→ **Instructions to follow**:
Wherever the word "false" occurs in the lines below, copy the whole line.

------ Record extracts

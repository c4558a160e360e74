// Copyright 2016 Mozilla Foundation
//
// Licensed under the Apache License, Version 2.0 (the "License");
// you may not use this file except in compliance with the License.
// You may obtain a copy of the License at
//
//     http://www.apache.org/licenses/LICENSE-2.0
//
// Unless required by applicable law or agreed to in writing, software
// distributed under the License is distributed on an "AS IS" BASIS,
// WITHOUT WARRANTIES OR CONDITIONS OF ANY KIND, either express or implied.
// See the License for the specific language governing permissions and
// limitations under the License.

//! Content-addressed object store (spec component F): sharded directory
//! layout, per-shard locking, atomic rename-into-place writes, LRU-style
//! eviction.
//!
//! The directory layout is grounded on the documented cargo cache layout
//! (`examples/other_examples/9cd06693_Hackzzila-cargo__src-cargo-core-compiler-cache_layout.rs.rs`);
//! the atomic write-then-rename and sharded/locked entry design follow
//! `examples/other_examples/524ff173_njsmith-posy__src-kvdir.rs.rs` and
//! `examples/other_examples/65bbf91d_bytecodealliance-wasmtime__crates-cache-src-lib.rs.rs`'s
//! `fs_write_atomic`.

use std::fs::{self, File, OpenOptions};
use std::io::{Read, Write};
use std::path::{Path, PathBuf};
use std::time::{Duration, SystemTime, UNIX_EPOCH};

use serde_json;
use tempdir::TempDir;

use compress;
use errors::*;
use lock::{self, tier};

#[derive(Debug, Clone, Serialize, Deserialize)]
pub struct ObjectMeta {
    pub created_epoch: u64,
    pub last_used_epoch: u64,
    pub original_size: u64,
    pub stored_size: u64,
    pub compressed: bool,
}

/// A handle to an on-disk object entry. Cheap to hold; the actual file
/// reads happen in `materialize`/`stdout`/`stderr`/`exit_code`.
pub struct Entry {
    dir: PathBuf,
    pub meta: ObjectMeta,
}

impl Entry {
    /// Write the object file to `dest`, hardlinking when `hardlink` is
    /// set and the destination is on the same volume, falling back to a
    /// copy otherwise.
    pub fn materialize(&self, dest: &Path) -> Result<()> {
        self.materialize_with_hardlink(dest, false)
    }

    pub fn materialize_with_hardlink(&self, dest: &Path, hardlink: bool) -> Result<()> {
        let object_path = self.dir.join("object");
        if let Some(parent) = dest.parent() {
            fs::create_dir_all(parent)?;
        }
        if self.meta.compressed {
            let compressed = fs::read(&object_path)
                .chain_err(|| ErrorKind::CacheCorruption(format!("missing object at {}", object_path.display())))?;
            let raw = compress::decompress(&compressed)
                .chain_err(|| ErrorKind::CacheCorruption("could not decompress stored object".into()))?;
            fs::write(dest, raw)?;
            return Ok(());
        }
        if hardlink {
            if fs::hard_link(&object_path, dest).is_ok() {
                return Ok(());
            }
            // Hardlink failed (likely cross-volume); fall back to copy.
        }
        fs::copy(&object_path, dest)
            .chain_err(|| ErrorKind::CacheCorruption(format!("missing object at {}", object_path.display())))?;
        Ok(())
    }

    pub fn stdout(&self) -> Result<Vec<u8>> {
        read_or_corrupt(&self.dir.join("output.txt"))
    }

    pub fn stderr(&self) -> Result<Vec<u8>> {
        read_or_corrupt(&self.dir.join("stderr.txt"))
    }

    pub fn exit_code(&self) -> Result<i32> {
        let bytes = read_or_corrupt(&self.dir.join("exit_code"))?;
        String::from_utf8_lossy(&bytes).trim().parse()
            .chain_err(|| ErrorKind::CacheCorruption("unreadable exit_code".into()))
    }
}

fn read_or_corrupt(path: &Path) -> Result<Vec<u8>> {
    fs::read(path).chain_err(|| ErrorKind::CacheCorruption(format!("missing {}", path.display())))
}

pub struct PutResult {
    pub stored_size: u64,
}

pub struct ObjectStore {
    root: PathBuf,
    lock_timeout: Duration,
}

impl ObjectStore {
    pub fn new(cache_dir: &Path, lock_timeout: Duration) -> ObjectStore {
        ObjectStore { root: cache_dir.join("objects"), lock_timeout }
    }

    fn entry_dir(&self, key: &str) -> PathBuf {
        self.root.join(&key[0..2]).join(&key[2..])
    }

    fn shard_dir(&self, key: &str) -> PathBuf {
        self.root.join(&key[0..2])
    }

    fn lock_root(&self) -> PathBuf {
        self.root.clone()
    }

    /// Look up `key`. Short critical section per spec.md §4.7: the shard
    /// lock only guards the existence check and meta read, not the later
    /// file materialization.
    pub fn get(&self, key: &str) -> Result<Option<Entry>> {
        let _lock = lock::acquire(&self.lock_root(), &tier::object_shard(&key[0..2]), self.lock_timeout)?;
        let dir = self.entry_dir(key);
        let meta_path = dir.join("meta");
        if !meta_path.exists() {
            return Ok(None);
        }
        match read_meta(&meta_path) {
            Ok(meta) => Ok(Some(Entry { dir, meta })),
            Err(_) => {
                // Corrupt entry: best-effort cleanup, treat as absent.
                let _ = fs::remove_dir_all(&dir);
                Ok(None)
            }
        }
    }

    pub fn touch(&self, key: &str) -> Result<()> {
        let _lock = lock::acquire(&self.lock_root(), &tier::object_shard(&key[0..2]), self.lock_timeout)?;
        let dir = self.entry_dir(key);
        let meta_path = dir.join("meta");
        let mut meta = match read_meta(&meta_path) {
            Ok(m) => m,
            Err(_) => return Ok(()), // entry vanished concurrently; nothing to touch
        };
        meta.last_used_epoch = now_epoch();
        write_atomic(&meta_path, &serde_json::to_vec(&meta)?)?;
        Ok(())
    }

    pub fn put(
        &self,
        key: &str,
        object_bytes: &[u8],
        stdout: &[u8],
        stderr: &[u8],
        exit_code: i32,
        compress_objects: bool,
        compress_level: u32,
    ) -> Result<PutResult> {
        let shard = self.shard_dir(key);
        fs::create_dir_all(&shard)?;
        let _lock = lock::acquire(&self.lock_root(), &tier::object_shard(&key[0..2]), self.lock_timeout)?;

        let staging = TempDir::new_in(&shard, "wip").chain_err(|| "could not create staging directory")?;
        let (object_data, compressed) = if compress_objects {
            (compress::compress(object_bytes, compress_level)?, true)
        } else {
            (object_bytes.to_vec(), false)
        };
        let stored_size = object_data.len() as u64;

        write_fsync(&staging.path().join("object"), &object_data)?;
        write_fsync(&staging.path().join("output.txt"), stdout)?;
        write_fsync(&staging.path().join("stderr.txt"), stderr)?;
        write_fsync(&staging.path().join("exit_code"), exit_code.to_string().as_bytes())?;

        let now = now_epoch();
        let meta = ObjectMeta {
            created_epoch: now,
            last_used_epoch: now,
            original_size: object_bytes.len() as u64,
            stored_size,
            compressed,
        };
        write_fsync(&staging.path().join("meta"), &serde_json::to_vec(&meta)?)?;

        let dest = self.entry_dir(key);
        let _ = fs::remove_dir_all(&dest);
        fs::rename(staging.into_path(), &dest)
            .chain_err(|| format!("could not rename object entry into place at {}", dest.display()))?;

        Ok(PutResult { stored_size })
    }

    /// Sum of `stored_size` across every entry, by walking the shard
    /// tree. Used to seed `CacheSize` on first start and to validate
    /// eviction's postcondition.
    pub fn total_size(&self) -> u64 {
        self.iter_entries().map(|(_, meta)| meta.stored_size).sum()
    }

    pub fn entry_count(&self) -> usize {
        self.iter_entries().count()
    }

    /// Evict entries, oldest `last_used_epoch` first, until the total
    /// stored size is at most `0.9 * max_size` (spec.md §4.6). Tolerates
    /// entries disappearing mid-scan; only ever holds per-entry locks.
    pub fn evict_to(&self, max_size: u64) -> Result<EvictionReport> {
        let mut entries: Vec<(String, ObjectMeta)> = self.iter_entries().collect();
        entries.sort_by_key(|(_, meta)| meta.last_used_epoch);

        let mut total: u64 = entries.iter().map(|(_, m)| m.stored_size).sum();
        let target = (max_size as f64 * 0.9) as u64;
        let mut removed = 0usize;
        for (key, meta) in entries {
            if total <= target {
                break;
            }
            let shard = &key[0..2];
            if let Ok(_lock) = lock::acquire(&self.lock_root(), &tier::object_shard(shard), self.lock_timeout) {
                let dir = self.entry_dir(&key);
                if fs::remove_dir_all(&dir).is_ok() {
                    total = total.saturating_sub(meta.stored_size);
                    removed += 1;
                }
            }
        }
        Ok(EvictionReport { removed, remaining_size: total })
    }

    pub fn clear(&self) -> Result<()> {
        if self.root.exists() {
            fs::remove_dir_all(&self.root)?;
        }
        Ok(())
    }

    fn iter_entries<'a>(&'a self) -> Box<Iterator<Item = (String, ObjectMeta)> + 'a> {
        let shards = match fs::read_dir(&self.root) {
            Ok(d) => d,
            Err(_) => return Box::new(Vec::new().into_iter()),
        };
        let mut out = Vec::new();
        for shard_entry in shards.filter_map(|e| e.ok()) {
            let shard_name = match shard_entry.file_name().into_string() {
                Ok(s) => s,
                Err(_) => continue,
            };
            let rests = match fs::read_dir(shard_entry.path()) {
                Ok(d) => d,
                Err(_) => continue,
            };
            for rest_entry in rests.filter_map(|e| e.ok()) {
                let rest_name = match rest_entry.file_name().into_string() {
                    Ok(s) => s,
                    Err(_) => continue,
                };
                if rest_name.starts_with("wip") {
                    continue; // stray staging directory from an aborted put
                }
                let meta_path = rest_entry.path().join("meta");
                if let Ok(meta) = read_meta(&meta_path) {
                    out.push((format!("{}{}", shard_name, rest_name), meta));
                }
            }
        }
        Box::new(out.into_iter())
    }
}

pub struct EvictionReport {
    pub removed: usize,
    pub remaining_size: u64,
}

fn read_meta(path: &Path) -> Result<ObjectMeta> {
    let bytes = fs::read(path).chain_err(|| ErrorKind::CacheCorruption(format!("missing meta at {}", path.display())))?;
    serde_json::from_slice(&bytes).chain_err(|| ErrorKind::CacheCorruption(format!("unreadable meta at {}", path.display())))
}

fn now_epoch() -> u64 {
    SystemTime::now().duration_since(UNIX_EPOCH).map(|d| d.as_secs()).unwrap_or(0)
}

fn write_fsync(path: &Path, data: &[u8]) -> Result<()> {
    let mut f = File::create(path)?;
    f.write_all(data)?;
    f.sync_all()?;
    Ok(())
}

/// Write-to-temp-then-rename, used for single-file updates (the `meta`
/// record on `touch`) where a whole staging directory would be overkill.
fn write_atomic(path: &Path, data: &[u8]) -> Result<()> {
    let tmp_path = path.with_extension("tmp-atomic-write");
    {
        let mut f = OpenOptions::new().create(true).write(true).truncate(true).open(&tmp_path)?;
        f.write_all(data)?;
        f.sync_all()?;
    }
    fs::rename(&tmp_path, path)?;
    Ok(())
}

------------

→ **Exercise output**:
        self.materialize_with_hardlink(dest, false)
            (object_bytes.to_vec(), false)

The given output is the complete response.